(Stored data)
++++++++

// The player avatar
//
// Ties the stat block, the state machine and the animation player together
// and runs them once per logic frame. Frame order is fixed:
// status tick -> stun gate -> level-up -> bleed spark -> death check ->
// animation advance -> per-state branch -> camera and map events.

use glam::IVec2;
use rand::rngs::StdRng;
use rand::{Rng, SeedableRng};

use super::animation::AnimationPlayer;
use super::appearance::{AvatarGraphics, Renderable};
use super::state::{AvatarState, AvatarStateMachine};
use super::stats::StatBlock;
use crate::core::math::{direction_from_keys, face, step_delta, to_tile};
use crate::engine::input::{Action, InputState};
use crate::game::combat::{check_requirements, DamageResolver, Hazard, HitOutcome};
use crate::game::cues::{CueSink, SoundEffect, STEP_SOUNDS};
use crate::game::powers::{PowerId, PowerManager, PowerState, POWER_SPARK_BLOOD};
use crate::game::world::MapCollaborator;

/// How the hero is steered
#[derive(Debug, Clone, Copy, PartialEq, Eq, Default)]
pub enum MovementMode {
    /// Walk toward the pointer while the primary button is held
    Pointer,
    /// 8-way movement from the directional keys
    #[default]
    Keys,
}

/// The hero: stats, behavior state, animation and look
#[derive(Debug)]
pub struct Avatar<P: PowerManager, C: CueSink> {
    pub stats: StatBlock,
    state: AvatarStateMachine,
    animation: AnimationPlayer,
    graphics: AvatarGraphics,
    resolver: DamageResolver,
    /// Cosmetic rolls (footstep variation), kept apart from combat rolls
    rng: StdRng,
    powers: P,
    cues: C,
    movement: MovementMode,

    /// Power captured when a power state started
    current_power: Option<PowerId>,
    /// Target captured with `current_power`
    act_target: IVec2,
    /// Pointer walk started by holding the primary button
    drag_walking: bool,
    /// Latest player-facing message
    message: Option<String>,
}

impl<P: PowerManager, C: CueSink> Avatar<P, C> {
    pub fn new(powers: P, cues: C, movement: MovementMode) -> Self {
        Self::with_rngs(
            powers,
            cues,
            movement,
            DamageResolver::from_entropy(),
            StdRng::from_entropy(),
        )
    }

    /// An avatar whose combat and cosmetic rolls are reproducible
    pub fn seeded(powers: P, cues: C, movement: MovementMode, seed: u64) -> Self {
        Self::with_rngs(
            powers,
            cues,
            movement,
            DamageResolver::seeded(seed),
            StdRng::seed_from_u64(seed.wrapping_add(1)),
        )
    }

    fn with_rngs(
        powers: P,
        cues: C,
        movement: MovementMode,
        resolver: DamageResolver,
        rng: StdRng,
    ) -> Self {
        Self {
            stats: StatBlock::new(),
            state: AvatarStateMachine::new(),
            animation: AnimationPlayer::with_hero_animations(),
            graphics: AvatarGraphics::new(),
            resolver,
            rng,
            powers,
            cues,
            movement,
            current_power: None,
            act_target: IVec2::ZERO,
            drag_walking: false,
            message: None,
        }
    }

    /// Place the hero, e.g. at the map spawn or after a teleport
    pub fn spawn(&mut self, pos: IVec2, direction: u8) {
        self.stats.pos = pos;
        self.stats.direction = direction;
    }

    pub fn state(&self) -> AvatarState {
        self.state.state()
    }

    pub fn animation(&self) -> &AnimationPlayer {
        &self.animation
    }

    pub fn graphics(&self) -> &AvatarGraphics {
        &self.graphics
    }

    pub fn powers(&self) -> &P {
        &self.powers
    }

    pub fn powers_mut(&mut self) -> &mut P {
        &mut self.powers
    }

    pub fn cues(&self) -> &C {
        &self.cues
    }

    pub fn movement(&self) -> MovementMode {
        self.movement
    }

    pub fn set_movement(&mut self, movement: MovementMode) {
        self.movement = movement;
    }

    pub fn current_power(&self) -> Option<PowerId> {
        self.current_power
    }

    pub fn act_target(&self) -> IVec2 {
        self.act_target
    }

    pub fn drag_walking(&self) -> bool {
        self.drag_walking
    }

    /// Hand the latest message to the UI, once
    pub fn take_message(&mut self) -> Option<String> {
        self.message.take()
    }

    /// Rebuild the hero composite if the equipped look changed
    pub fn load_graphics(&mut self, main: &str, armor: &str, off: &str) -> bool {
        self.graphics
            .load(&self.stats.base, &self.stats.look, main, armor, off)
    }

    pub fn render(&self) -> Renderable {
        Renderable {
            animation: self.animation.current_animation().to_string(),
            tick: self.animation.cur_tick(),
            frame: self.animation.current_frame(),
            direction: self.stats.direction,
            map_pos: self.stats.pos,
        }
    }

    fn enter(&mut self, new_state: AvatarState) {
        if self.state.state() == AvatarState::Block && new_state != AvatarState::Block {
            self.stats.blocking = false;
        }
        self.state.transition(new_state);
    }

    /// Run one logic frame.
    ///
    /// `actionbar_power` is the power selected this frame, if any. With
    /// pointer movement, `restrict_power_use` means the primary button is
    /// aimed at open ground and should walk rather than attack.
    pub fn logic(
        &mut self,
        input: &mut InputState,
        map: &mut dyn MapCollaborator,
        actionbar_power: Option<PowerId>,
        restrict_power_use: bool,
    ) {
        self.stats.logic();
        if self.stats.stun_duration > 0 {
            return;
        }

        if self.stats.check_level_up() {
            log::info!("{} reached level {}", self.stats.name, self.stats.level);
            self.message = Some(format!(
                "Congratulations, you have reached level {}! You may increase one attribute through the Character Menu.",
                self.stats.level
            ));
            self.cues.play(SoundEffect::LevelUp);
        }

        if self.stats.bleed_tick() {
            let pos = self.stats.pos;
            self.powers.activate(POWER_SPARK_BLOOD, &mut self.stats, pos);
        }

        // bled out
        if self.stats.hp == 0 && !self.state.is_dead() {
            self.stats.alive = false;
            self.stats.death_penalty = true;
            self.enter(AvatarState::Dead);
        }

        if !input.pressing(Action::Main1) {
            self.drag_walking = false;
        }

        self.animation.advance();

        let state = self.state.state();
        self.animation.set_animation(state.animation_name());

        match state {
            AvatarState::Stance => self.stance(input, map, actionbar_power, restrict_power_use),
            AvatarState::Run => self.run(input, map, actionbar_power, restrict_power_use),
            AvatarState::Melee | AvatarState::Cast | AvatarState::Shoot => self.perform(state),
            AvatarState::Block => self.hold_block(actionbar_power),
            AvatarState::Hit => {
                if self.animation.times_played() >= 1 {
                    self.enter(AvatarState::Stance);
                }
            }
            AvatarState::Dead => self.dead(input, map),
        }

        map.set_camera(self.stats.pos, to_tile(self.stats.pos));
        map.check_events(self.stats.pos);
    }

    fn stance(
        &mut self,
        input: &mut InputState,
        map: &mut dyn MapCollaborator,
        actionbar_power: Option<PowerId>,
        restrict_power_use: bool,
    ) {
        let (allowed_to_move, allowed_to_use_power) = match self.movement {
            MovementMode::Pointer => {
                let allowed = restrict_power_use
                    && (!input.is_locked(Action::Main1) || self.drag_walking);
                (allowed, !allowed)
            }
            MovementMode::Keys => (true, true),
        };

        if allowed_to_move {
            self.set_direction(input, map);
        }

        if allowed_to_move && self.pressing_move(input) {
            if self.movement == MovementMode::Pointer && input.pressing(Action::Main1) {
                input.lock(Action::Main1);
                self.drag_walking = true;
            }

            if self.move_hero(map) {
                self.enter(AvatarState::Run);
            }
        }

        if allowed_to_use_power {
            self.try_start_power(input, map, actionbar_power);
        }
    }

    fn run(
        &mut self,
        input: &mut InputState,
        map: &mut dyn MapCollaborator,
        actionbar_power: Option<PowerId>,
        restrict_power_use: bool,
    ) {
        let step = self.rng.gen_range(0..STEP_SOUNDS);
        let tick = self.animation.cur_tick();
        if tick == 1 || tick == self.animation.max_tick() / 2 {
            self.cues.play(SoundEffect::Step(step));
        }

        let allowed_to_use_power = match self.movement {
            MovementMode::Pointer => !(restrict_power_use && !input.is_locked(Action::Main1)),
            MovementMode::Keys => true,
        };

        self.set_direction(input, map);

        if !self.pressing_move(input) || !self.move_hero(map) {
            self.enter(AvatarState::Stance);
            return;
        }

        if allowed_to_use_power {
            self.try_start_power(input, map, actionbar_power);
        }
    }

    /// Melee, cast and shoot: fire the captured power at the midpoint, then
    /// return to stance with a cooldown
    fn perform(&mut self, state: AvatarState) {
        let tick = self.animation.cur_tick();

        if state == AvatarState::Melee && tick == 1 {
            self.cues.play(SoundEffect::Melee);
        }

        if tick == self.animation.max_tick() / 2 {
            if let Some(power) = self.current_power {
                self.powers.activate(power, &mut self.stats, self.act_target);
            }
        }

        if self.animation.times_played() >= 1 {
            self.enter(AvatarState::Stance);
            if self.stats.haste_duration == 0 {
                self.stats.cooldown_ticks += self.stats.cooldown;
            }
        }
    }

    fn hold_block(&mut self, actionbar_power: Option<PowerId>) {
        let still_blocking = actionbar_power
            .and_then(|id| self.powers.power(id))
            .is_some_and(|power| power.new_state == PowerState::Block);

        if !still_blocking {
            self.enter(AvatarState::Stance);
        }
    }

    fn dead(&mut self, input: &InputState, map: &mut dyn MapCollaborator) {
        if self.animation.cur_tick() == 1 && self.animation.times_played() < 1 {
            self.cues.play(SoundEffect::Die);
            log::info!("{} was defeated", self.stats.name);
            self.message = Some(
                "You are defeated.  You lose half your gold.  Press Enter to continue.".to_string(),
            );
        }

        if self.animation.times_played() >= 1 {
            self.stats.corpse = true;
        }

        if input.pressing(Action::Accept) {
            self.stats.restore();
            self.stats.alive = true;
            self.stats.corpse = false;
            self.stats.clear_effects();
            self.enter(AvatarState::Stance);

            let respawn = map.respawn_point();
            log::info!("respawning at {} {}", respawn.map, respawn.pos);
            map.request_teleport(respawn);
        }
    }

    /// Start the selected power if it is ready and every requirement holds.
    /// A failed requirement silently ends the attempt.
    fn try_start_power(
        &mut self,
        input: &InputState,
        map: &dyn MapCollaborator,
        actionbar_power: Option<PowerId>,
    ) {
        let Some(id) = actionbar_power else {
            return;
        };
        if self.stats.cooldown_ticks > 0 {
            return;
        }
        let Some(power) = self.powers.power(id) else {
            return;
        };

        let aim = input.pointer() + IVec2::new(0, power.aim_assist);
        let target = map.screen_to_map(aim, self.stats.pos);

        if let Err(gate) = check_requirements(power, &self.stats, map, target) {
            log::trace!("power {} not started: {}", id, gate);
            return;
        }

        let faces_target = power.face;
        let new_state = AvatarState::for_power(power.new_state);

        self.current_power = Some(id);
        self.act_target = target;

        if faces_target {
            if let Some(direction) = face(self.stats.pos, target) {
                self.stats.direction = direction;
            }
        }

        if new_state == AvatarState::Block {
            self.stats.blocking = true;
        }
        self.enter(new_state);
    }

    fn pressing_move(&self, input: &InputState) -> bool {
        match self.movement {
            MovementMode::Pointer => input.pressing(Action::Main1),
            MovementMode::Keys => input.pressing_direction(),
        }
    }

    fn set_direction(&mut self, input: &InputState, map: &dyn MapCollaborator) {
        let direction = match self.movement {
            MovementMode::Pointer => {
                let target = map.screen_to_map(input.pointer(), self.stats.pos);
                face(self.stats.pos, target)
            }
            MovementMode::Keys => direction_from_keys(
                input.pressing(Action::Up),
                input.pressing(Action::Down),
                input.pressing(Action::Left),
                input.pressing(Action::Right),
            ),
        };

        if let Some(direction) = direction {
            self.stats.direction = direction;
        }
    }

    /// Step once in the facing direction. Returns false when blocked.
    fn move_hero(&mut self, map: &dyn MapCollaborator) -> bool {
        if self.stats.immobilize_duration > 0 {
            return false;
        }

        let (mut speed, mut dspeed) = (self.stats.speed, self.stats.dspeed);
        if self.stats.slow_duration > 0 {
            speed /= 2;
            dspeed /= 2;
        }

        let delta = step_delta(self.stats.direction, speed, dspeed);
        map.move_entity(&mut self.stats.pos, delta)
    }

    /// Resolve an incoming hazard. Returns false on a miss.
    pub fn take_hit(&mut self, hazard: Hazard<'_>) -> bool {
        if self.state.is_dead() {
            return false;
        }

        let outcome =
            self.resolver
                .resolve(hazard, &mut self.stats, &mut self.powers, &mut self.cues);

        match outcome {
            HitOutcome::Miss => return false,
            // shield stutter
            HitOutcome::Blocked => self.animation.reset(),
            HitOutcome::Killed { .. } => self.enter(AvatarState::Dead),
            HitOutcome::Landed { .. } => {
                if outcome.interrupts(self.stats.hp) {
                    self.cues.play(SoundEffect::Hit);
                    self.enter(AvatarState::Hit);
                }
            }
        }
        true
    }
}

++++++++

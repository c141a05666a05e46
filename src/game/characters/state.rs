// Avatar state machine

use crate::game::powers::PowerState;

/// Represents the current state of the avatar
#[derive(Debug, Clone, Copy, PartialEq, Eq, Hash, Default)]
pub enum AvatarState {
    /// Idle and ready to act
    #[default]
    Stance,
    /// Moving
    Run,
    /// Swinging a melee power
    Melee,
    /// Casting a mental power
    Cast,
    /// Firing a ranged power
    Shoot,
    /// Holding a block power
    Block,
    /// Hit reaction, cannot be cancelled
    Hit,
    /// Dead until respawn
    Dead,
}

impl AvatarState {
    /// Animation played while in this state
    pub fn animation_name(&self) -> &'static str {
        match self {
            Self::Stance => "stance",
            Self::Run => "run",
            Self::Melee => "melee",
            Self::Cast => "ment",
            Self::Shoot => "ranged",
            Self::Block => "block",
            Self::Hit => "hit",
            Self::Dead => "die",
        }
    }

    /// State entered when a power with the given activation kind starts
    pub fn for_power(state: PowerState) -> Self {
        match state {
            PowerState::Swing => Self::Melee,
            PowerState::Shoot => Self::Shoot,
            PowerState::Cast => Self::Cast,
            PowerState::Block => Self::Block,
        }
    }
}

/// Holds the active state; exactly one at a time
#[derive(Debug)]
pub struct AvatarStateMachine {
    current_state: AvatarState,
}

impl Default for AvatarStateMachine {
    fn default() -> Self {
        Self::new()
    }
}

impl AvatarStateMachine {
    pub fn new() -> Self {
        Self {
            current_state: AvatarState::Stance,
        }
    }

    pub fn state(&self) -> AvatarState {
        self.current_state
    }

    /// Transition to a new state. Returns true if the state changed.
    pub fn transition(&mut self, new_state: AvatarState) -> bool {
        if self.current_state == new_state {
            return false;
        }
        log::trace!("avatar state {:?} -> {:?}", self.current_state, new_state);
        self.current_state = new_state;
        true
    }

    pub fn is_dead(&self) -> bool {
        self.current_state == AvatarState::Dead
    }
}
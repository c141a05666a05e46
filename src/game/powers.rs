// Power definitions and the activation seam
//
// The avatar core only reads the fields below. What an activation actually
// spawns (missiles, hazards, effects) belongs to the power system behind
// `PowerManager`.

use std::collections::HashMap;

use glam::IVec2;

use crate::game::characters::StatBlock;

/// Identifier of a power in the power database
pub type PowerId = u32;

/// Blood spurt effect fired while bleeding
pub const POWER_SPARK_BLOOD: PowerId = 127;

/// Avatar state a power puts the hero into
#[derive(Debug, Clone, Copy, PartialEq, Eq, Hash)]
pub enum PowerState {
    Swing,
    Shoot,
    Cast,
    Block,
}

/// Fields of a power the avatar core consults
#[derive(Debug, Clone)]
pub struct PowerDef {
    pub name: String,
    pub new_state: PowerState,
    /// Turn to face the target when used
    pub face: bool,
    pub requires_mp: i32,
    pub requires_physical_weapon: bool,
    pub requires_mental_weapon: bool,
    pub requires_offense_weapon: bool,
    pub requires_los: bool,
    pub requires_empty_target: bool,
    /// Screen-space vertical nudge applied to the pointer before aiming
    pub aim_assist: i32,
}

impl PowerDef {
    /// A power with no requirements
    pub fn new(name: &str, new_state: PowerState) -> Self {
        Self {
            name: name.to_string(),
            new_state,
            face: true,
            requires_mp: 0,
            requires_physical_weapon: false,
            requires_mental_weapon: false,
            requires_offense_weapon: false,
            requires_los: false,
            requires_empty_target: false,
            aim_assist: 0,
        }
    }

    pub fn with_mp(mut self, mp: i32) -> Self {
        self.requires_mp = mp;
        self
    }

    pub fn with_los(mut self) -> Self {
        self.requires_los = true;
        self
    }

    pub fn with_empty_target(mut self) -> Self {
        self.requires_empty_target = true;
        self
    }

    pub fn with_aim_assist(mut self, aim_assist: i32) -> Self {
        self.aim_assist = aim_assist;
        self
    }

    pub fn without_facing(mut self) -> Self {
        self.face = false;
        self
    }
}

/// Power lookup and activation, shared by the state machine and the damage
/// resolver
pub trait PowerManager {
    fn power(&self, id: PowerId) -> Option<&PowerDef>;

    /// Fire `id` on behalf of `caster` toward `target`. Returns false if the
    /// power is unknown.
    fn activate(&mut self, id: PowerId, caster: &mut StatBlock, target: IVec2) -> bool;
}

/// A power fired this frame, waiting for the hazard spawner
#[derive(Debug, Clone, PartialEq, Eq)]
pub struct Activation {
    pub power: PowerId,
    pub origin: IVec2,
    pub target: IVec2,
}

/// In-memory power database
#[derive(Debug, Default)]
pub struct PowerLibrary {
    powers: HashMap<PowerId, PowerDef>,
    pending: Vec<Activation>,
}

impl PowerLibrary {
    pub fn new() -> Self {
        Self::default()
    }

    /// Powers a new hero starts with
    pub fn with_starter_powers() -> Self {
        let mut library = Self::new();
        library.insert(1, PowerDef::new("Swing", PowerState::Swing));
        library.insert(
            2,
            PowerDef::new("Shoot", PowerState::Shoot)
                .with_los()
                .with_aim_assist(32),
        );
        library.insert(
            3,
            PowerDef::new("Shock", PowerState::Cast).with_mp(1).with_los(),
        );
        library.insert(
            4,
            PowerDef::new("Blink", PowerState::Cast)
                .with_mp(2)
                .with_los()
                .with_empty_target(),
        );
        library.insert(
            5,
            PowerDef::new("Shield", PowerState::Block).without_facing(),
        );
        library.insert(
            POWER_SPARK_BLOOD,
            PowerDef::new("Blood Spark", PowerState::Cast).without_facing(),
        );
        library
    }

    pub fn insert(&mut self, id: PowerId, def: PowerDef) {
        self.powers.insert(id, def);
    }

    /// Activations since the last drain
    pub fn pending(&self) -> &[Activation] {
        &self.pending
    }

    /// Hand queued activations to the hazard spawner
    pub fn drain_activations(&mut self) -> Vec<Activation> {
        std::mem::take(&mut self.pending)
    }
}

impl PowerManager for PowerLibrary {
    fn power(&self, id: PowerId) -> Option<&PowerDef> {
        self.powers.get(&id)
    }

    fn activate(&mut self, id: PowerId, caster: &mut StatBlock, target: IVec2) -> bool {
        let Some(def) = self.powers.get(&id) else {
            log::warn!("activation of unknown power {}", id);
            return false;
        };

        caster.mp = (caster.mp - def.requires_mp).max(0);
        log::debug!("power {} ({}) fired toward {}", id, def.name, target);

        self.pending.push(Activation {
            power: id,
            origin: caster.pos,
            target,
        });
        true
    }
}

++++++++

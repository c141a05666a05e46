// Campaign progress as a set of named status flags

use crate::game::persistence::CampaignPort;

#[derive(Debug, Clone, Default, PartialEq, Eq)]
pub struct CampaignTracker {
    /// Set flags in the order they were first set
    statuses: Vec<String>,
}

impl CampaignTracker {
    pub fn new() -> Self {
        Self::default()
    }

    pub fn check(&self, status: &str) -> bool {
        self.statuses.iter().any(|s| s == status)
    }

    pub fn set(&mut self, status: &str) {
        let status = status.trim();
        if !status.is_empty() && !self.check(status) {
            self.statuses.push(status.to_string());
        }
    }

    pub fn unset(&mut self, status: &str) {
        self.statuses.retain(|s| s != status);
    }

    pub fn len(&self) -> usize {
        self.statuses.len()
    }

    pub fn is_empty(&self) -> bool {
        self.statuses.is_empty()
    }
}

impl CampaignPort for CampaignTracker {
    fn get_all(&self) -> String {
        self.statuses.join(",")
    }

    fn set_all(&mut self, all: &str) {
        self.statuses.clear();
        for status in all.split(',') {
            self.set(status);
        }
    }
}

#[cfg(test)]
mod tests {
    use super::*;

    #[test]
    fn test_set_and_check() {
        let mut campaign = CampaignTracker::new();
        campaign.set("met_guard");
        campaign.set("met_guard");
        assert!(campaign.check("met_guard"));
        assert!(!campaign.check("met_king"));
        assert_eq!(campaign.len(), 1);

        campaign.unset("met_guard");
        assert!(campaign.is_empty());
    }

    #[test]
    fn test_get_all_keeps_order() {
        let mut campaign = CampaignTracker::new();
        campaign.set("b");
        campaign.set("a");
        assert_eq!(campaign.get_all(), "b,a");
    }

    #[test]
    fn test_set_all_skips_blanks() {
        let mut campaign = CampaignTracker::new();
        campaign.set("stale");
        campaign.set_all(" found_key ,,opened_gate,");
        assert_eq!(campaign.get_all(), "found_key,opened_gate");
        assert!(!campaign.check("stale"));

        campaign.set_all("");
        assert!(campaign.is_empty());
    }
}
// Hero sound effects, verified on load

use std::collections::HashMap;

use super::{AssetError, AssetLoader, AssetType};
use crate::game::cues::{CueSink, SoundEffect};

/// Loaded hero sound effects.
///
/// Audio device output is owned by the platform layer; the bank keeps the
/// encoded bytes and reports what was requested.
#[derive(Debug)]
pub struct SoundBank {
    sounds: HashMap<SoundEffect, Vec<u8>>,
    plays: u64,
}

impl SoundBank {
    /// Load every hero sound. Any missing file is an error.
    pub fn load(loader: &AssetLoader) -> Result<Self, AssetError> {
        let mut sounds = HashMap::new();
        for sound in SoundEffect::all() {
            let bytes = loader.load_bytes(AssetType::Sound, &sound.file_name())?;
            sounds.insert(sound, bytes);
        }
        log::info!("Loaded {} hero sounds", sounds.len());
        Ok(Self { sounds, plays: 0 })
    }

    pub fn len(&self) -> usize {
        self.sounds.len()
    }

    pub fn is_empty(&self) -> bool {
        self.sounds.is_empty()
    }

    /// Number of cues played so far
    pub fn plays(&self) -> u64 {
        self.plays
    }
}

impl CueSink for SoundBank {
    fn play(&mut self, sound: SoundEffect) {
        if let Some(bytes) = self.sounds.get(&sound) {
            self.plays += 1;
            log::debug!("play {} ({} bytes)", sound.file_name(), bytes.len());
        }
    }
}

++++++++

- **DIRECTIONS**:
Determine the number of lines in the data that contain "super" as a word or string, and state only that number.

- **RESULT OF THIS EXERCISE**:
6